Polybe : l’otage qui a raconté Rome
Polybe arrive à Rome en otage, pas en invité. Il est enchaîné avec mille Grecs, défilant devant les marches froides du Sénat.

Unknown — "Bronze statue of an aristocratic boy" (27 BCE–14 CE), public domain
Arrivée enchaînée
Polybe débarque à Rome, non pour la gloire mais comme otage politique—un Grec brillant parmi mille, arraché à sa patrie après la victoire romaine sur la Macédoine. La ville ne voit qu’un intellectuel étranger. Elle ignore l’homme qui observe, apprend, prépare son prochain coup.

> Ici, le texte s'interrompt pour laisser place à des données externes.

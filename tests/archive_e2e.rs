use anyhow::Result;
use flate2::write::GzEncoder;
use std::collections::BTreeMap;
use std::io::Write;
use std::path::{Path, PathBuf};
use std::sync::atomic::{AtomicBool, AtomicU64, Ordering};
use std::sync::Arc;
use std::time::{Duration, SystemTime, UNIX_EPOCH};

use kvtiles::archive::directory::encode_directory;
use kvtiles::{
    open_store, tile_id_to_zxy, ArchiveHeader, ArchiveReader, Compression, DirectoryEntry,
    KvTilesConfig, OpenError, ReadCtx, TileError, TileStore, TileType,
};

static NEXT_ID: AtomicU64 = AtomicU64::new(0);

fn unique_root(prefix: &str) -> PathBuf {
    let pid = std::process::id();
    let t = SystemTime::now()
        .duration_since(UNIX_EPOCH)
        .unwrap_or_default()
        .as_nanos();
    let id = NEXT_ID.fetch_add(1, Ordering::Relaxed);
    let base = std::env::temp_dir();
    base.join(format!("kvtiles-archive-{prefix}-{pid}-{t}-{id}"))
}

fn entry(tile_id: u64, offset: u64, length: u32, run_length: u32) -> DirectoryEntry {
    DirectoryEntry {
        tile_id,
        offset,
        length,
        run_length,
    }
}

fn tile_bytes(id: u64) -> Vec<u8> {
    vec![id as u8; 10 + id as usize]
}

struct Fixture {
    path: PathBuf,
    /// tile id -> expected bytes (ids 0..=20, 19 and 20 share one run)
    tiles: BTreeMap<u64, Vec<u8>>,
}

/// Archive with a root of two leaf pointers (ids 0..=9 and 10..=20).
///
/// Layout: header | root | metadata | leaves | tile data.
fn build_archive(dir: &Path, internal: Compression, corrupt_second_leaf: bool) -> Result<Fixture> {
    std::fs::create_dir_all(dir)?;

    let mut tiles = BTreeMap::new();
    let mut data = Vec::new();
    let mut leaf_a = Vec::new();
    let mut leaf_b = Vec::new();
    for id in 0..=19u64 {
        let bytes = tile_bytes(id);
        let run = if id == 19 { 2 } else { 1 };
        let e = entry(id, data.len() as u64, bytes.len() as u32, run);
        if id < 10 {
            leaf_a.push(e);
        } else {
            leaf_b.push(e);
        }
        tiles.insert(id, bytes.clone());
        if id == 19 {
            tiles.insert(20, bytes.clone());
        }
        data.extend_from_slice(&bytes);
    }

    let codec = if internal == Compression::Gzip {
        Compression::Gzip
    } else {
        Compression::None
    };
    let leaf_a_bytes = encode_directory(&leaf_a, codec)?;
    let mut leaf_b_bytes = encode_directory(&leaf_b, codec)?;
    if corrupt_second_leaf {
        leaf_b_bytes = vec![0xff; leaf_b_bytes.len()];
    }
    let mut leaves = leaf_a_bytes.clone();
    leaves.extend_from_slice(&leaf_b_bytes);

    let root = encode_directory(
        &[
            entry(0, 0, leaf_a_bytes.len() as u32, 0),
            entry(10, leaf_a_bytes.len() as u64, leaf_b_bytes.len() as u32, 0),
        ],
        codec,
    )?;

    let mut gz = GzEncoder::new(Vec::new(), flate2::Compression::default());
    gz.write_all(br#"{"name":"fixture","attribution":"test data","vector_layers":[]}"#)?;
    let metadata = gz.finish()?;
    let metadata = if internal == Compression::Gzip {
        metadata
    } else {
        br#"{"name":"fixture"}"#.to_vec()
    };

    let file = assemble(internal, &root, &metadata, &leaves, &data, 21, 20);
    let path = dir.join("fixture.pmtiles");
    std::fs::write(&path, &file)?;
    Ok(Fixture { path, tiles })
}

/// Archive bytes: header | root | metadata | leaves | tile data.
fn assemble(
    internal: Compression,
    root: &[u8],
    metadata: &[u8],
    leaves: &[u8],
    data: &[u8],
    addressed_tiles: u64,
    tile_entries: u64,
) -> Vec<u8> {
    let root_offset = 127u64;
    let metadata_offset = root_offset + root.len() as u64;
    let leaf_dirs_offset = metadata_offset + metadata.len() as u64;
    let tile_data_offset = leaf_dirs_offset + leaves.len() as u64;

    let header = ArchiveHeader {
        version: 3,
        root_offset,
        root_length: root.len() as u64,
        metadata_offset,
        metadata_length: metadata.len() as u64,
        leaf_dirs_offset,
        leaf_dirs_length: leaves.len() as u64,
        tile_data_offset,
        tile_data_length: data.len() as u64,
        addressed_tiles,
        tile_entries,
        tile_contents: tile_entries,
        clustered: 1,
        internal_compression: internal,
        tile_compression: Compression::None,
        tile_type: TileType::Png,
        min_zoom: 0,
        max_zoom: 2,
        min_lon_e7: -1_800_000_000,
        min_lat_e7: -850_000_000,
        max_lon_e7: 1_800_000_000,
        max_lat_e7: 850_000_000,
        center_zoom: 1,
        center_lon_e7: 23_500_000,
        center_lat_e7: 488_500_000,
    };

    let mut file = header.to_bytes().to_vec();
    file.extend_from_slice(root);
    file.extend_from_slice(metadata);
    file.extend_from_slice(leaves);
    file.extend_from_slice(data);
    file
}

/// Archive whose tiles (ids 0..=5) sit `depth` directories deep:
/// root -> pointer leaf -> ... -> leaf holding the tile entries.
fn build_chained_archive(dir: &Path, depth: usize) -> Result<Fixture> {
    assert!(depth >= 2);
    std::fs::create_dir_all(dir)?;

    let mut tiles = BTreeMap::new();
    let mut data = Vec::new();
    let mut last = Vec::new();
    for id in 0..=5u64 {
        let bytes = tile_bytes(id);
        last.push(entry(id, data.len() as u64, bytes.len() as u32, 1));
        tiles.insert(id, bytes.clone());
        data.extend_from_slice(&bytes);
    }

    // leaves are laid out deepest first; each pointer covers every id from 0
    let mut leaves = encode_directory(&last, Compression::Gzip)?;
    let (mut off, mut len) = (0u64, leaves.len() as u32);
    for _ in 0..depth - 2 {
        let ptr = encode_directory(&[entry(0, off, len, 0)], Compression::Gzip)?;
        off = leaves.len() as u64;
        len = ptr.len() as u32;
        leaves.extend_from_slice(&ptr);
    }
    let root = encode_directory(&[entry(0, off, len, 0)], Compression::Gzip)?;

    let file = assemble(Compression::Gzip, &root, &[], &leaves, &data, 6, 6);
    let path = dir.join(format!("chain-{depth}.pmtiles"));
    std::fs::write(&path, &file)?;
    Ok(Fixture { path, tiles })
}

#[test]
fn present_tiles_read_back_verbatim() -> Result<()> {
    let root = unique_root("present");
    let fx = build_archive(&root, Compression::Gzip, false)?;
    let reader = ArchiveReader::open(fx.path.to_str().unwrap(), &KvTilesConfig::default())?;
    assert!(reader.root_cached());

    let ctx = ReadCtx::background();
    for (id, want) in &fx.tiles {
        let (z, x, y) = tile_id_to_zxy(*id).unwrap();
        let got = reader.read_tile(&ctx, z, x, y)?;
        assert_eq!(got.len(), want.len(), "tile {id}");
        assert_eq!(&got, want, "tile {id}");
    }

    let _ = std::fs::remove_dir_all(&root);
    Ok(())
}

#[test]
fn three_directory_levels_resolve() -> Result<()> {
    let root = unique_root("depth3");
    let fx = build_chained_archive(&root, 3)?;
    let reader = ArchiveReader::open(fx.path.to_str().unwrap(), &KvTilesConfig::default())?;
    let ctx = ReadCtx::background();

    for (id, want) in &fx.tiles {
        let (z, x, y) = tile_id_to_zxy(*id).unwrap();
        assert_eq!(&reader.read_tile(&ctx, z, x, y)?, want, "tile {id}");
    }
    // pointer chain resolves but the last leaf has no entry for id 6
    let (z, x, y) = tile_id_to_zxy(6).unwrap();
    assert!(reader.read_tile(&ctx, z, x, y).unwrap_err().is_not_found());

    let _ = std::fs::remove_dir_all(&root);
    Ok(())
}

#[test]
fn pointer_past_max_depth_is_not_found() -> Result<()> {
    let root = unique_root("depth4");
    let fx = build_chained_archive(&root, 4)?;
    let reader = ArchiveReader::open(fx.path.to_str().unwrap(), &KvTilesConfig::default())?;
    let ctx = ReadCtx::background();

    // third directory still yields a pointer; the walk stops there
    for id in [0u64, 5] {
        let (z, x, y) = tile_id_to_zxy(id).unwrap();
        assert!(matches!(
            reader.read_tile(&ctx, z, x, y),
            Err(TileError::NotFound { .. })
        ));
    }

    let _ = std::fs::remove_dir_all(&root);
    Ok(())
}

#[test]
fn absent_and_out_of_range_are_not_found() -> Result<()> {
    let root = unique_root("absent");
    let fx = build_archive(&root, Compression::Gzip, false)?;
    let reader = ArchiveReader::open(fx.path.to_str().unwrap(), &KvTilesConfig::default())?;
    let ctx = ReadCtx::background();

    // x outside the 2x2 grid of zoom 1
    assert!(matches!(
        reader.read_tile(&ctx, 1, 2, 0),
        Err(TileError::NotFound { z: 1, x: 2, y: 0 })
    ));
    // valid coordinate past the last run (id 21 = zoom 3)
    assert!(reader.read_tile(&ctx, 3, 0, 0).unwrap_err().is_not_found());
    // beyond the representable zoom
    assert!(reader.read_tile(&ctx, 40, 0, 0).unwrap_err().is_not_found());
    // fetch_tile turns absence into None
    assert_eq!(reader.fetch_tile(&ctx, 3, 0, 0)?, None);

    let _ = std::fs::remove_dir_all(&root);
    Ok(())
}

#[test]
fn root_outside_prefix_is_read_per_request() -> Result<()> {
    let root = unique_root("lazy");
    let fx = build_archive(&root, Compression::Gzip, false)?;
    let cfg = KvTilesConfig::default().with_prefetch_bytes(127);
    let reader = ArchiveReader::open(fx.path.to_str().unwrap(), &cfg)?;
    assert!(!reader.root_cached());

    let ctx = ReadCtx::background();
    for id in [0u64, 9, 10, 20] {
        let (z, x, y) = tile_id_to_zxy(id).unwrap();
        assert_eq!(reader.read_tile(&ctx, z, x, y)?, fx.tiles[&id]);
    }

    let _ = std::fs::remove_dir_all(&root);
    Ok(())
}

#[test]
fn map_infos_from_header_and_metadata() -> Result<()> {
    let root = unique_root("infos");
    let fx = build_archive(&root, Compression::Gzip, false)?;
    let store = open_store(fx.path.to_str().unwrap(), &KvTilesConfig::default())?;
    let m = store.load_map_infos()?;
    assert_eq!(m.name, "fixture");
    assert_eq!(m.attribution, "test data");
    assert!(!m.tms);
    assert_eq!((m.min_zoom, m.max_zoom), (0, 2));
    assert!((m.center_lat - 48.85).abs() < 1e-9);
    assert!((m.center_lng - 2.35).abs() < 1e-9);
    assert_eq!(store.tile_compression(), Compression::None);

    let _ = std::fs::remove_dir_all(&root);
    Ok(())
}

#[test]
fn uncompressed_directories_are_accepted() -> Result<()> {
    let root = unique_root("plain");
    let fx = build_archive(&root, Compression::None, false)?;
    let reader = ArchiveReader::open(fx.path.to_str().unwrap(), &KvTilesConfig::default())?;
    let (z, x, y) = tile_id_to_zxy(12).unwrap();
    assert_eq!(reader.read_tile(&ReadCtx::background(), z, x, y)?, fx.tiles[&12]);
    assert_eq!(reader.load_map_infos().name, "fixture");

    let _ = std::fs::remove_dir_all(&root);
    Ok(())
}

#[test]
fn unsupported_internal_compression() -> Result<()> {
    let root = unique_root("brotli");
    let fx = build_archive(&root, Compression::Brotli, false)?;
    let locator = fx.path.to_str().unwrap();

    // root inside the prefix: decoded at open, so open fails
    assert!(matches!(
        ArchiveReader::open(locator, &KvTilesConfig::default()),
        Err(OpenError::RootDirectory(_))
    ));

    // root read lazily: each request reports the codec
    let cfg = KvTilesConfig::default().with_prefetch_bytes(127);
    let reader = ArchiveReader::open(locator, &cfg)?;
    assert!(matches!(
        reader.read_tile(&ReadCtx::background(), 0, 0, 0),
        Err(TileError::UnsupportedCompression(Compression::Brotli))
    ));

    let _ = std::fs::remove_dir_all(&root);
    Ok(())
}

#[test]
fn corrupt_leaf_fails_only_its_requests() -> Result<()> {
    let root = unique_root("corrupt");
    let fx = build_archive(&root, Compression::Gzip, true)?;
    let reader = ArchiveReader::open(fx.path.to_str().unwrap(), &KvTilesConfig::default())?;
    let ctx = ReadCtx::background();

    let (z, x, y) = tile_id_to_zxy(15).unwrap();
    assert!(matches!(
        reader.read_tile(&ctx, z, x, y),
        Err(TileError::CorruptDirectory { .. })
    ));
    // first leaf still serves
    let (z, x, y) = tile_id_to_zxy(3).unwrap();
    assert_eq!(reader.read_tile(&ctx, z, x, y)?, fx.tiles[&3]);

    let _ = std::fs::remove_dir_all(&root);
    Ok(())
}

#[test]
fn cancelled_context_aborts_lookup() -> Result<()> {
    let root = unique_root("cancel");
    let fx = build_archive(&root, Compression::Gzip, false)?;
    let reader = ArchiveReader::open(fx.path.to_str().unwrap(), &KvTilesConfig::default())?;

    let flag = Arc::new(AtomicBool::new(true));
    let ctx = ReadCtx::background().cancel_on(flag);
    assert!(matches!(reader.read_tile(&ctx, 0, 0, 0), Err(TileError::Cancelled)));

    let expired = ReadCtx::with_timeout(Duration::ZERO);
    assert!(matches!(reader.read_tile(&expired, 0, 0, 0), Err(TileError::Cancelled)));

    let _ = std::fs::remove_dir_all(&root);
    Ok(())
}

#[test]
fn bad_archives_fail_to_open() -> Result<()> {
    let root = unique_root("bad");
    std::fs::create_dir_all(&root)?;

    let short = root.join("short.pmtiles");
    std::fs::write(&short, b"PMTiles\x03")?;
    assert!(matches!(
        ArchiveReader::open(short.to_str().unwrap(), &KvTilesConfig::default()),
        Err(OpenError::Header(_))
    ));

    let fx = build_archive(&root, Compression::Gzip, false)?;
    let mut bytes = std::fs::read(&fx.path)?;
    bytes[7] = 4;
    let v4 = root.join("v4.pmtiles");
    std::fs::write(&v4, &bytes)?;
    assert!(matches!(
        ArchiveReader::open(v4.to_str().unwrap(), &KvTilesConfig::default()),
        Err(OpenError::Header(_))
    ));

    let _ = std::fs::remove_dir_all(&root);
    Ok(())
}

#[test]
fn shared_reader_across_threads() -> Result<()> {
    let root = unique_root("threads");
    let fx = build_archive(&root, Compression::Gzip, false)?;
    let reader = Arc::new(ArchiveReader::open(
        fx.path.to_str().unwrap(),
        &KvTilesConfig::default(),
    )?);
    let tiles = Arc::new(fx.tiles);

    let handles: Vec<_> = (0..6u64)
        .map(|t| {
            let reader = Arc::clone(&reader);
            let tiles = Arc::clone(&tiles);
            std::thread::spawn(move || {
                let ctx = ReadCtx::background();
                for i in 0..200u64 {
                    // ids 0..=29: 21..=29 are absent
                    let id = (i * 7 + t) % 30;
                    let (z, x, y) = tile_id_to_zxy(id).unwrap();
                    match tiles.get(&id) {
                        Some(want) => assert_eq!(&reader.read_tile(&ctx, z, x, y).unwrap(), want),
                        None => assert!(reader.read_tile(&ctx, z, x, y).unwrap_err().is_not_found()),
                    }
                }
            })
        })
        .collect();
    for h in handles {
        h.join().expect("reader thread panicked");
    }

    let _ = std::fs::remove_dir_all(&root);
    Ok(())
}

S’approprier la République
La plupart des exilés dépérissent, mais Polybe s’adapte vite. Il gagne la confiance de Scipion Émilien, dîne avec les sénateurs, arpente les couloirs du pouvoir. De cette proximité forcée, il tire une histoire si précise que même les Romains s’en servent pour se comprendre eux-mêmes.
Le regard de l’étranger
Polybe n’oublie jamais qu’il est l’invité d’un autre empire. Son œuvre est à la fois avertissement et carte—montrant les sommets de Rome et les fissures qui la menacent déjà. Parfois, seul le captif peut dire la vérité sur son geôlier.
Privé de patrie et de liberté, Polybe réussit ce que peu d’exilés osent : il se lie à la famille dirigeante de Rome et transforme son regard d’étranger en la chronique la plus lucide de la République.